By the 1992 general elections in Guyana, State Department interest in the democratic process was more obvious and was a distinct sign of a ‘relaxed’ United States when one of their former arch-enemies on the left in the hemisphere, Cheddi Jagan, was elected to office. This turnaround was facilitated in large measure by shifts both in Guyanese lobbying efforts in the US and elsewhere and the intervention of several prominent Americans including former USA President James Carter who led the mission named after him to Guyana to pressure the Hoyte regime into conceding the count at the place of poll.  The global cessation of the ‘distinctive’ Cold War was another reason for improved relations.

Conclusion
Now the Obama era has arrived, from his spirited campaign rhetoric there will be greater democratic expectations. Will US diplomacy towards Guyana be limited to a few aid packages and dealings designed for a small third world state that would hardly make the Secretary of State’s daily briefing list of approximately sixty countries?
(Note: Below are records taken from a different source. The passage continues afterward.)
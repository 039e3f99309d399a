//! NEWDECIMAL packed binary decoding.
//!
//! MySQL stores a DECIMAL(p, s) as groups of nine decimal digits packed into
//! four bytes, with the leftover leading/trailing digits packed into the
//! fewest bytes that hold them. The sign lives in the top bit of the first
//! byte; negative values additionally have every byte inverted.

use crate::decode::DecodeError;
use crate::reader::RowReader;

const DIGITS_PER_GROUP: usize = 9;
const GROUP_SIZE: usize = 4;
const COMPRESSED_BYTES: [usize; 10] = [0, 1, 1, 2, 2, 3, 3, 4, 4, 4];

/// Number of bytes a DECIMAL(precision, scale) occupies in a row image.
pub fn packed_len(precision: u8, scale: u8) -> usize {
    let (precision, scale) = (precision as usize, scale as usize);
    let integral = precision.saturating_sub(scale);
    (integral / DIGITS_PER_GROUP) * GROUP_SIZE
        + COMPRESSED_BYTES[integral % DIGITS_PER_GROUP]
        + (scale / DIGITS_PER_GROUP) * GROUP_SIZE
        + COMPRESSED_BYTES[scale % DIGITS_PER_GROUP]
}

/// Split NEWDECIMAL column metadata into `(precision, scale)`.
pub fn precision_and_scale(meta: u16) -> (u8, u8) {
    ((meta >> 8) as u8, (meta & 0xff) as u8)
}

/// Decode one packed decimal into its exact textual form, e.g. `-1234.56`.
pub fn decode_decimal(
    reader: &mut RowReader<'_>,
    precision: u8,
    scale: u8,
) -> Result<String, DecodeError> {
    if scale > precision || precision == 0 {
        return Err(DecodeError::Invalid {
            what: "decimal metadata",
            detail: format!("precision {precision}, scale {scale}"),
        });
    }

    let len = packed_len(precision, scale);
    let mut buf = reader.take(len)?.to_vec();
    let negative = buf[0] & 0x80 == 0;
    buf[0] ^= 0x80;
    if negative {
        for b in buf.iter_mut() {
            *b = !*b;
        }
    }

    let integral = (precision - scale) as usize;
    let scale = scale as usize;
    let mut digits = RowReader::new(&buf);

    let mut int_part = String::new();
    let leading = COMPRESSED_BYTES[integral % DIGITS_PER_GROUP];
    if leading > 0 {
        int_part.push_str(&digits.uint_be(leading)?.to_string());
    }
    for _ in 0..integral / DIGITS_PER_GROUP {
        int_part.push_str(&format!("{:09}", digits.uint_be(GROUP_SIZE)?));
    }
    let int_part = int_part.trim_start_matches('0');

    let mut frac_part = String::new();
    for _ in 0..scale / DIGITS_PER_GROUP {
        frac_part.push_str(&format!("{:09}", digits.uint_be(GROUP_SIZE)?));
    }
    let trailing_digits = scale % DIGITS_PER_GROUP;
    if trailing_digits > 0 {
        let value = digits.uint_be(COMPRESSED_BYTES[trailing_digits])?;
        frac_part.push_str(&format!("{value:0width$}", width = trailing_digits));
    }

    let mut out = String::with_capacity(precision as usize + 2);
    let is_zero = int_part.is_empty() && frac_part.bytes().all(|b| b == b'0');
    if negative && !is_zero {
        out.push('-');
    }
    out.push_str(if int_part.is_empty() { "0" } else { int_part });
    if scale > 0 {
        out.push('.');
        out.push_str(&frac_part);
    }
    Ok(out)
}

#[cfg(test)]
mod tests {
    use super::*;

    fn decode(bytes: &[u8], precision: u8, scale: u8) -> String {
        let mut reader = RowReader::new(bytes);
        let value = decode_decimal(&mut reader, precision, scale).unwrap();
        assert!(reader.is_empty(), "decimal left unread bytes");
        value
    }

    #[test]
    fn test_packed_len() {
        assert_eq!(packed_len(10, 2), 5);
        assert_eq!(packed_len(20, 4), 10);
        assert_eq!(packed_len(65, 30), 30);
    }

    #[test]
    fn test_positive_and_negative() {
        assert_eq!(decode(&[0x80, 0x00, 0x04, 0xd2, 0x38], 10, 2), "1234.56");
        assert_eq!(decode(&[0x7f, 0xff, 0xfb, 0x2d, 0xc7], 10, 2), "-1234.56");
    }

    #[test]
    fn test_full_groups() {
        let bytes = [0x80, 0x00, 0x00, 0x0c, 0x14, 0x9a, 0xa4, 0x35, 0x09, 0x29];
        assert_eq!(decode(&bytes, 20, 4), "12345678901.2345");
        let bytes = [0x81, 0x07, 0x5b, 0xcd, 0x15, 0x00, 0x0c];
        assert_eq!(decode(&bytes, 14, 12), "1.123456789012");
    }

    #[test]
    fn test_zero_integral_part() {
        assert_eq!(decode(&[0x80, 0x00, 0x05], 5, 1), "0.5");
    }

    #[test]
    fn test_truncated_decimal() {
        let mut reader = RowReader::new(&[0x80, 0x00]);
        assert!(matches!(
            decode_decimal(&mut reader, 10, 2),
            Err(DecodeError::Truncated { .. })
        ));
    }

    #[test]
    fn test_meta_split() {
        assert_eq!(precision_and_scale(0x0a02), (10, 2));
    }
}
In October this year, a new US ambassador was appointed for Guyana. Normally a routine turnover, this ambassadorial appointment elicited speculation given the state of the United States foreign policy under Bush and its fractured relations with Venezuela and Russia, with the latter strengthening military ties with Venezuela. In the post 9-11, post-Cold War world, the USA was preoccupied with matters of interest in the Middle East, and of course Iraq and Afghanistan.  Obama’s success will not immediately imply that US foreign policy will be any less hostile to a Chavez, but given the President-elect’s campaign philosophy there are indications he will be sympathetic to the efflorescence of political and social reform all over South America.  Guyana’s geographical location, especially its diplomatic positions relative to Venezuela, can be a factor for US  geo-strategic moves in the period ahead.

While the balance of power between the USA  and Guyana is dramatically and  unmistakably uneven and Guyana may not make the US  priority list, there are serious issues that remain, among them narco-trafficking,  human rights concerns, and of course the effects of the US and global money crisis on economies like Guyana.   It will be interesting to see how the new Ambassador and American foreign policy under Obama’s administration acts in Guyana and the region in the months and years ahead.  Let us hope the outreach will move from the imbalanced preoccupations of the past and move to more open and qualitatively different relations between states.